From the entries that follow, copy exactly the lines beginning at the line holding "pub async fn cancel(pool: &PgPool, transfer_id: DbId)" and continuing through the line holding "Cancel the pending".
:: Dataset excerpts ::
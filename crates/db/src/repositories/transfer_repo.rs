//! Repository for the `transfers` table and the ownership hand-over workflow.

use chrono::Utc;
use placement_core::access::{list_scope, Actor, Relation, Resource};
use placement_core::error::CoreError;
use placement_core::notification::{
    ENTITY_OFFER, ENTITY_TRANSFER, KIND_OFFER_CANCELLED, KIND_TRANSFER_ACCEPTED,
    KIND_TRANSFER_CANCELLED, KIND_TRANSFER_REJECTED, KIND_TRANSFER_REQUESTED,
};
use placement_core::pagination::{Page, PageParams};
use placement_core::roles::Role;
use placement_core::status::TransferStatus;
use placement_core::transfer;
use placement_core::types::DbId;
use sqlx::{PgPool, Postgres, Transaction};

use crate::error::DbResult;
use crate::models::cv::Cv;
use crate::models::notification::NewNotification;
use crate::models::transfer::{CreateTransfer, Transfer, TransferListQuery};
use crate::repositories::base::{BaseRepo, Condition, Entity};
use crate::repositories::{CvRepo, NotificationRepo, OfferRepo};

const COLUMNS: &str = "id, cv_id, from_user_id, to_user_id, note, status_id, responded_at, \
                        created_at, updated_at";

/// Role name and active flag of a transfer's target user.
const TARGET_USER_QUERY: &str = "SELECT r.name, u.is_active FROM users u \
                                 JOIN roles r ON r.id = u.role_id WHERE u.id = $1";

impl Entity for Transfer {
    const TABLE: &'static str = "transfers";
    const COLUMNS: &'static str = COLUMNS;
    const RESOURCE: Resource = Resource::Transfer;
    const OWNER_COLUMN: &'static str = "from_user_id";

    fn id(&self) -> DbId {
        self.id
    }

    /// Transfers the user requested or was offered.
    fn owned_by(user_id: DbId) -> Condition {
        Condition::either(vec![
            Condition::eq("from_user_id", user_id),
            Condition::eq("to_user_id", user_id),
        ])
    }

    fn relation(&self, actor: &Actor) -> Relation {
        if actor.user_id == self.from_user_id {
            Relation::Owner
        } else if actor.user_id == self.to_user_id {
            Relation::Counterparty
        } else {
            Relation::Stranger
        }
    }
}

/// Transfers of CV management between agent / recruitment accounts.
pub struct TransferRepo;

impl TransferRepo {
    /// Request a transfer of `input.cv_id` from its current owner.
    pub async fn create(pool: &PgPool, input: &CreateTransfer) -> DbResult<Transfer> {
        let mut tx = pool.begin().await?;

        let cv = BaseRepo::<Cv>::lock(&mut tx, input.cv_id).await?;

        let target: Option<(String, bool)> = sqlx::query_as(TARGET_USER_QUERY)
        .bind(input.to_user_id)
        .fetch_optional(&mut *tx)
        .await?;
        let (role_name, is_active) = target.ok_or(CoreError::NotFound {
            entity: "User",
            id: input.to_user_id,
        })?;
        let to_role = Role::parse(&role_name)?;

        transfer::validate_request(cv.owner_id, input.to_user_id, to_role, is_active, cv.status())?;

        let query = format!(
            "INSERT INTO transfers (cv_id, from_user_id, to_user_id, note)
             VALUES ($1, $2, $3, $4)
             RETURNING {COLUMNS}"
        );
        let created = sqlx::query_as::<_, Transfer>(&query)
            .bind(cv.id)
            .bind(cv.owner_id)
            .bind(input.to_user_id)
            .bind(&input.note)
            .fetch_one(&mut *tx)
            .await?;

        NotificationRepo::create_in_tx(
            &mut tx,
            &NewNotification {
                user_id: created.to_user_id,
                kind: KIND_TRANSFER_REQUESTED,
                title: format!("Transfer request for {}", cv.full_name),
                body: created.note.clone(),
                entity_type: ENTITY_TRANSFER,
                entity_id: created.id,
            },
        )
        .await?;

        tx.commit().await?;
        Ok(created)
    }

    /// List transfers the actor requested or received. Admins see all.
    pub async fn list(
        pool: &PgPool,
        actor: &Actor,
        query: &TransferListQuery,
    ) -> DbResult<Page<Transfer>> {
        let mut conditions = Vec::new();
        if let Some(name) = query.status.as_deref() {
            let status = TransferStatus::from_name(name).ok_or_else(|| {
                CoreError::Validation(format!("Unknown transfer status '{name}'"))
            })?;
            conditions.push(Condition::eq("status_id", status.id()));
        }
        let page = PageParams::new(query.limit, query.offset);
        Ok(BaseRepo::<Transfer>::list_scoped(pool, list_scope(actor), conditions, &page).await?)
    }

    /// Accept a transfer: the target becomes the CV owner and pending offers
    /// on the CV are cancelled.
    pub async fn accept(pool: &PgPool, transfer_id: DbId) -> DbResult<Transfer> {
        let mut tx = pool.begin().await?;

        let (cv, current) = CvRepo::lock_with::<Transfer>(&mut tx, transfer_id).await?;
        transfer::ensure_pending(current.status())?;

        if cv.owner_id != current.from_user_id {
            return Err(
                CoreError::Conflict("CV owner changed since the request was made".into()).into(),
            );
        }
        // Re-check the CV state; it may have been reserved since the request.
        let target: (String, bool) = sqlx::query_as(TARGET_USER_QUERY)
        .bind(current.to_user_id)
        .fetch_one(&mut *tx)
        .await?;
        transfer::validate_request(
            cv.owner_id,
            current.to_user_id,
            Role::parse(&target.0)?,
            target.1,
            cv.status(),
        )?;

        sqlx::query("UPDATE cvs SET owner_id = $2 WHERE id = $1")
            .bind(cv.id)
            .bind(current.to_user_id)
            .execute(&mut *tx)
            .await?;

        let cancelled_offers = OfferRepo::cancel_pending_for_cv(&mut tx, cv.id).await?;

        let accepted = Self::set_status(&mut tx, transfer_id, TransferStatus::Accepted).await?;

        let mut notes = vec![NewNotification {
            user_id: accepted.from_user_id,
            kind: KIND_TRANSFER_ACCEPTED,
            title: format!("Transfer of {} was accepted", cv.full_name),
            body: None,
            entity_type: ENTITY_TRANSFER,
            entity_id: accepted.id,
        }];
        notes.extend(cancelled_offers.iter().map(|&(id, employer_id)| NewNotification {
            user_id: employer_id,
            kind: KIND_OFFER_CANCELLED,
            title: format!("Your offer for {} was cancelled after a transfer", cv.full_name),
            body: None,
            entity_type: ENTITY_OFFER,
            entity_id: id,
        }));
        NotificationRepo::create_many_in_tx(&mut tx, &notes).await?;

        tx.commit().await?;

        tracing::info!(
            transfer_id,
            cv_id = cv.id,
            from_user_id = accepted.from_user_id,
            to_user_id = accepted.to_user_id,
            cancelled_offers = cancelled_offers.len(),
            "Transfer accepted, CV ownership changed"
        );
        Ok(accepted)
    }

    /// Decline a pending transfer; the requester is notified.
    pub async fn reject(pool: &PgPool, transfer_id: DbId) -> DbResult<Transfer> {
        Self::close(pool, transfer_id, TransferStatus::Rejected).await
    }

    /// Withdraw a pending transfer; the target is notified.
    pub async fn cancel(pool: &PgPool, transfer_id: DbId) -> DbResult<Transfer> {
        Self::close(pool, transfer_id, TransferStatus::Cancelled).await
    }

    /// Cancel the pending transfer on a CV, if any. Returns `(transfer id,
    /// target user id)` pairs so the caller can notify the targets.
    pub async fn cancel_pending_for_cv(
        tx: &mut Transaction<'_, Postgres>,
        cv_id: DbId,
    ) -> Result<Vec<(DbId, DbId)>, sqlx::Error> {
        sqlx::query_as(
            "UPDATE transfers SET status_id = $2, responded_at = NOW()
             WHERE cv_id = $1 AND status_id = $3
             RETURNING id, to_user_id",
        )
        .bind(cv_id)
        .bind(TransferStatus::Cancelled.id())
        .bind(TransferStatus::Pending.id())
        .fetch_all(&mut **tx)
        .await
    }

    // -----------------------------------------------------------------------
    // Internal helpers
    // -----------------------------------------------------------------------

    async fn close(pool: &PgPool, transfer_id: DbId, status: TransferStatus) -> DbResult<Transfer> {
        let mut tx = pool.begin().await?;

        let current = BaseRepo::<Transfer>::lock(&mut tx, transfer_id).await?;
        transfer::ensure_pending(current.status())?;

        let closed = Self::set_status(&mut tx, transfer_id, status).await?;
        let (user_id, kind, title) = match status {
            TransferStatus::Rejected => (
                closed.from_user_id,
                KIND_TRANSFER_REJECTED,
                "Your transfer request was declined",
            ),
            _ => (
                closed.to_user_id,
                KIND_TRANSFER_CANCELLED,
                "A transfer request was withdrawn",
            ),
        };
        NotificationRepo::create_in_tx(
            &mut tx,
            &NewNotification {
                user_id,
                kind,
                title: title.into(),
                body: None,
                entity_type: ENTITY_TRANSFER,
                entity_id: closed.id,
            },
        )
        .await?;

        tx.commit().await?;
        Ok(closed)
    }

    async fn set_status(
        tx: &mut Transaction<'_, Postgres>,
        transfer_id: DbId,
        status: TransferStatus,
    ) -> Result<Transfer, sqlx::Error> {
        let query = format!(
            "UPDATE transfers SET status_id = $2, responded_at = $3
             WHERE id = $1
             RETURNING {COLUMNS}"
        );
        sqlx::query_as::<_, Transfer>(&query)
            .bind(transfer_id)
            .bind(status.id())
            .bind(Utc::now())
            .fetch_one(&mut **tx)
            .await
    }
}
:::
:: Dataset excerpts ::
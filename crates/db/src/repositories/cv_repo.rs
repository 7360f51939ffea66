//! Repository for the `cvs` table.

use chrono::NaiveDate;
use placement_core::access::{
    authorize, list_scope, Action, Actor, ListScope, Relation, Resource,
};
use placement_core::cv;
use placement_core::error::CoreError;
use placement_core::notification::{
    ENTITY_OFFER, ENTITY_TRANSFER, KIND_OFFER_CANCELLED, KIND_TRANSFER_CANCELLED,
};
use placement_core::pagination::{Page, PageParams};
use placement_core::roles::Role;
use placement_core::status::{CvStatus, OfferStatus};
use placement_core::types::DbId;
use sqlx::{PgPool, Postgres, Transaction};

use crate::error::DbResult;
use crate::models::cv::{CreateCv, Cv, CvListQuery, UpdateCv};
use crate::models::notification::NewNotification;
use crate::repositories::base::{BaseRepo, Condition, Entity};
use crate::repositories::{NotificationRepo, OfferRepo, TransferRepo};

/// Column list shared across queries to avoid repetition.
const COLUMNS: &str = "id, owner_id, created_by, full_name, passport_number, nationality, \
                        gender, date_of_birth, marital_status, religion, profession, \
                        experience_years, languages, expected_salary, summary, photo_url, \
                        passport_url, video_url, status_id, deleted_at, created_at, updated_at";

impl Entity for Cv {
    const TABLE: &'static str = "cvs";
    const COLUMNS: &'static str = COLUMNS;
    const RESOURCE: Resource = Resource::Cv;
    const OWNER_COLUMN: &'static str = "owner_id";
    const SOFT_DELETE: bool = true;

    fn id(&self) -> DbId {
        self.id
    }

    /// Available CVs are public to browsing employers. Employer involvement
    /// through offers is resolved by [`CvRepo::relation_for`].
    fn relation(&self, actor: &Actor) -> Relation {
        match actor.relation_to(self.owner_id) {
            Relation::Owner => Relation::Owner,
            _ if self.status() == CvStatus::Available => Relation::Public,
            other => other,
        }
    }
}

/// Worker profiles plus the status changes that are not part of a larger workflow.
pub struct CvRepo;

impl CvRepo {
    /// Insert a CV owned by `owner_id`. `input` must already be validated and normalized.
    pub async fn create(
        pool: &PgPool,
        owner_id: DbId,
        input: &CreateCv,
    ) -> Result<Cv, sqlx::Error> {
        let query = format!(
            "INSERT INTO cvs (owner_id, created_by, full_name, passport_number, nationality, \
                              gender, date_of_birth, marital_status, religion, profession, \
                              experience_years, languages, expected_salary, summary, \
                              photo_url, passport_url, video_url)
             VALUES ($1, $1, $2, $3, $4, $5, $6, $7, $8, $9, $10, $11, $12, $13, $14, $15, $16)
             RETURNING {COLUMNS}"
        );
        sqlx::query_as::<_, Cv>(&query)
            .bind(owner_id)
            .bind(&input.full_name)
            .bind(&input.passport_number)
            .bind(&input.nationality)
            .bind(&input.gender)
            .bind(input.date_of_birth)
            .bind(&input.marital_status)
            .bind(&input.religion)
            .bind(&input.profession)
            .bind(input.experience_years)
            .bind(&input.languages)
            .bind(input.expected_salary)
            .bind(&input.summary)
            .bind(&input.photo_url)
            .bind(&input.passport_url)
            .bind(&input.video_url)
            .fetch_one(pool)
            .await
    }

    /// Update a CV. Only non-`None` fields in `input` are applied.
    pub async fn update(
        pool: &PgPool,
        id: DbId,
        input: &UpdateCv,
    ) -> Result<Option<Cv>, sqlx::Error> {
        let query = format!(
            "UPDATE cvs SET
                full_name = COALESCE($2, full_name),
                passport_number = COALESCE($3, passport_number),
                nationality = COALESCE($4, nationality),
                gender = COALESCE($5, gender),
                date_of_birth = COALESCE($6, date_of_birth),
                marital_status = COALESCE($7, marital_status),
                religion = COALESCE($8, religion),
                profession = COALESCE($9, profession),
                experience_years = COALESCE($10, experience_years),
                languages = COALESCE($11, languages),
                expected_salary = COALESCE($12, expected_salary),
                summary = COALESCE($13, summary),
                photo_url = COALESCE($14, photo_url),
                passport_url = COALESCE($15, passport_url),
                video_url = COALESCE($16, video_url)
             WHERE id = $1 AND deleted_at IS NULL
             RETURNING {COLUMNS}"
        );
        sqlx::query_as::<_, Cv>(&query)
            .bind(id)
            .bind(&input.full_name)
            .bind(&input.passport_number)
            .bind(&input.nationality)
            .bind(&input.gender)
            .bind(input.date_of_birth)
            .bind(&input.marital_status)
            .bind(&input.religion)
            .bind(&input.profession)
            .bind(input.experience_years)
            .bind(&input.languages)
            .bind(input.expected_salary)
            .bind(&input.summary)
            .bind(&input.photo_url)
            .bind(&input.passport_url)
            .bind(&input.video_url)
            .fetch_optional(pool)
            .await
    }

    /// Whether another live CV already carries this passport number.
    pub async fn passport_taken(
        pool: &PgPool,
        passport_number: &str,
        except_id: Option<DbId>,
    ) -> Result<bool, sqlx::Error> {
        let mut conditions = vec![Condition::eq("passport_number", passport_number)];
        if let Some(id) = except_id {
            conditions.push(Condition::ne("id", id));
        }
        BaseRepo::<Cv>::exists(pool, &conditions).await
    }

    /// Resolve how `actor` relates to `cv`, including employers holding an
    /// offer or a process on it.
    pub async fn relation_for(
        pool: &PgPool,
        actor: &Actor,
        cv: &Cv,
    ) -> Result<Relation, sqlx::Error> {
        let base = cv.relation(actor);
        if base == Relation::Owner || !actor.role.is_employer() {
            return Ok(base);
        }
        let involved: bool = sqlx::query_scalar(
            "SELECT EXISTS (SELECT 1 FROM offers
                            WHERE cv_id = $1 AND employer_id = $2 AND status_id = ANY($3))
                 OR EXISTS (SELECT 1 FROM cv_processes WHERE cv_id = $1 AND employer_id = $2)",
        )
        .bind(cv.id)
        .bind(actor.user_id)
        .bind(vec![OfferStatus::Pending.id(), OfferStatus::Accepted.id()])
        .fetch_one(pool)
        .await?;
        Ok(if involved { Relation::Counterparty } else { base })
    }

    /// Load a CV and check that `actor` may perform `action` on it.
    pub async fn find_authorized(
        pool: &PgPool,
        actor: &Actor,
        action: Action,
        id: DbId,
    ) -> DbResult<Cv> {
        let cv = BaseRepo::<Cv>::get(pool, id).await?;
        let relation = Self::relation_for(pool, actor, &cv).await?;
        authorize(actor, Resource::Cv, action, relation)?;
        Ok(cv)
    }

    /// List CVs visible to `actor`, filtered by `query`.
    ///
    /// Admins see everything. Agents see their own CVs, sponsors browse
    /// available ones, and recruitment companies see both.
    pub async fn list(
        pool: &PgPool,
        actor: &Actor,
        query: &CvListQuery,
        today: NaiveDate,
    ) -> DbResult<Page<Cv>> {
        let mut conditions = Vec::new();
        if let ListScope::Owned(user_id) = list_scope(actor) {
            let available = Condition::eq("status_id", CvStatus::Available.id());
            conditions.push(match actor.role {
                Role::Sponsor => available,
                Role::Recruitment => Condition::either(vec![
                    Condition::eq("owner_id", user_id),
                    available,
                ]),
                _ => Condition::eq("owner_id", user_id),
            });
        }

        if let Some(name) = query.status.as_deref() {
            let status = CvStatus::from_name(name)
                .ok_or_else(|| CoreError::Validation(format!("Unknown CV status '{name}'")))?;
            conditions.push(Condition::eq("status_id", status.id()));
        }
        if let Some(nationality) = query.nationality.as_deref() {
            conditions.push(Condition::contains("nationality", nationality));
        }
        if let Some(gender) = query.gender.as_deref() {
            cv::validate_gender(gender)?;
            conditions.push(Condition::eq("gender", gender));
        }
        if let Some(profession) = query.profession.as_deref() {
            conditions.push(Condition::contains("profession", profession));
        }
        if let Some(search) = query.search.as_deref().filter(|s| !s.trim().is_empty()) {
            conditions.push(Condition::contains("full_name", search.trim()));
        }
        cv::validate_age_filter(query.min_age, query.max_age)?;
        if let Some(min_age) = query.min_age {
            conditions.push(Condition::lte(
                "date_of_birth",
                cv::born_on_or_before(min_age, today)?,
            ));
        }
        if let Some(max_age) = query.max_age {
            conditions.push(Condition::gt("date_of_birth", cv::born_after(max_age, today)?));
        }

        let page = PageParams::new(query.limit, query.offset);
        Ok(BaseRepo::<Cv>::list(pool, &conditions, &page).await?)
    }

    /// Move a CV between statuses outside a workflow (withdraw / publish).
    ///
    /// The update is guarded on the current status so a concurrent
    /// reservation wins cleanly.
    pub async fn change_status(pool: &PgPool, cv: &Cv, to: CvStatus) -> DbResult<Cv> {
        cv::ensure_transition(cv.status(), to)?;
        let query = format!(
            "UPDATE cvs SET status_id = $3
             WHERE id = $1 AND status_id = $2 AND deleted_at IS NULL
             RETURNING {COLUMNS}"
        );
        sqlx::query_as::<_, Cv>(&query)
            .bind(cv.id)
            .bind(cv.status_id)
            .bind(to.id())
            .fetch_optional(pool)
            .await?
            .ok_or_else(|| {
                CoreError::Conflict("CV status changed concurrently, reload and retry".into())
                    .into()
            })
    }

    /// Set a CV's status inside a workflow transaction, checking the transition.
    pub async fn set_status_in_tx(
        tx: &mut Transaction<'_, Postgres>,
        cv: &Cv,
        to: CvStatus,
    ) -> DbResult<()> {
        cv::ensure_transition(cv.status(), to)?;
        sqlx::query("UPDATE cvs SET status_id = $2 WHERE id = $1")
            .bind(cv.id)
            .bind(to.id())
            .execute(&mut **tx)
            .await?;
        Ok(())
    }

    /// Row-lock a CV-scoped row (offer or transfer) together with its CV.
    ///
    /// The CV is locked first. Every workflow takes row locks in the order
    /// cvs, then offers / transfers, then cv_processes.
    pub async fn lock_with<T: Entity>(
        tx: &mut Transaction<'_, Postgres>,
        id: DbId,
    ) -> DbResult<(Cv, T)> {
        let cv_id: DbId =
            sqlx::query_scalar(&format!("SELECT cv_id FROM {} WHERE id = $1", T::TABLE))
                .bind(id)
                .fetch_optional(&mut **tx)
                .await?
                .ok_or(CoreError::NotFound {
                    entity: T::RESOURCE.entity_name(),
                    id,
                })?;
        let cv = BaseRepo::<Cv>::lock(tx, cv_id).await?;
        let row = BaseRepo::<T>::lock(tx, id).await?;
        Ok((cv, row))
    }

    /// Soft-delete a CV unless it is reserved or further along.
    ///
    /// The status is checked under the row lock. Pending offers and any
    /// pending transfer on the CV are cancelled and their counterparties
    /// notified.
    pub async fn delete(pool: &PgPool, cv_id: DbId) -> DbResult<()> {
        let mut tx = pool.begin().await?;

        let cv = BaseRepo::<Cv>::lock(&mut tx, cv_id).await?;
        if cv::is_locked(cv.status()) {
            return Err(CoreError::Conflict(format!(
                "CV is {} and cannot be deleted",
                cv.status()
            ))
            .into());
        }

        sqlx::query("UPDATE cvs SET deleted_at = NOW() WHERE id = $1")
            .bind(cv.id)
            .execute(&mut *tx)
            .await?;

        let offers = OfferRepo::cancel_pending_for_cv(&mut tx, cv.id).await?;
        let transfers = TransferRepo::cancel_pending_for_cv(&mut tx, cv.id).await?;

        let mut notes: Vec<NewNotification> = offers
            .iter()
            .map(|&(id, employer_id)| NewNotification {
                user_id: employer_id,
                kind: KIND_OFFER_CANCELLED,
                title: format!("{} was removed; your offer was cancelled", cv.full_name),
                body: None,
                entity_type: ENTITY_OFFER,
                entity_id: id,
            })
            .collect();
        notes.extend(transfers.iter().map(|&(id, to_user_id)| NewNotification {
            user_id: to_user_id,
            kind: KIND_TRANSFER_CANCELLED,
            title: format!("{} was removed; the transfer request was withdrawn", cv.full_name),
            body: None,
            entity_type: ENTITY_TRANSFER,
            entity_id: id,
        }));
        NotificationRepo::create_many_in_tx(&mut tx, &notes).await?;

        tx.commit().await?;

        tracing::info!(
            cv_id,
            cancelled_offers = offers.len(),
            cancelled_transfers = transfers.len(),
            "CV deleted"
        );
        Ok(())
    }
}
:::
● Response to this task:
    pub async fn cancel(pool: &PgPool, transfer_id: DbId) -> DbResult<Transfer> {
        Self::close(pool, transfer_id, TransferStatus::Cancelled).await
    }

    /// Cancel the pending transfer on a CV, if any. Returns `(transfer id,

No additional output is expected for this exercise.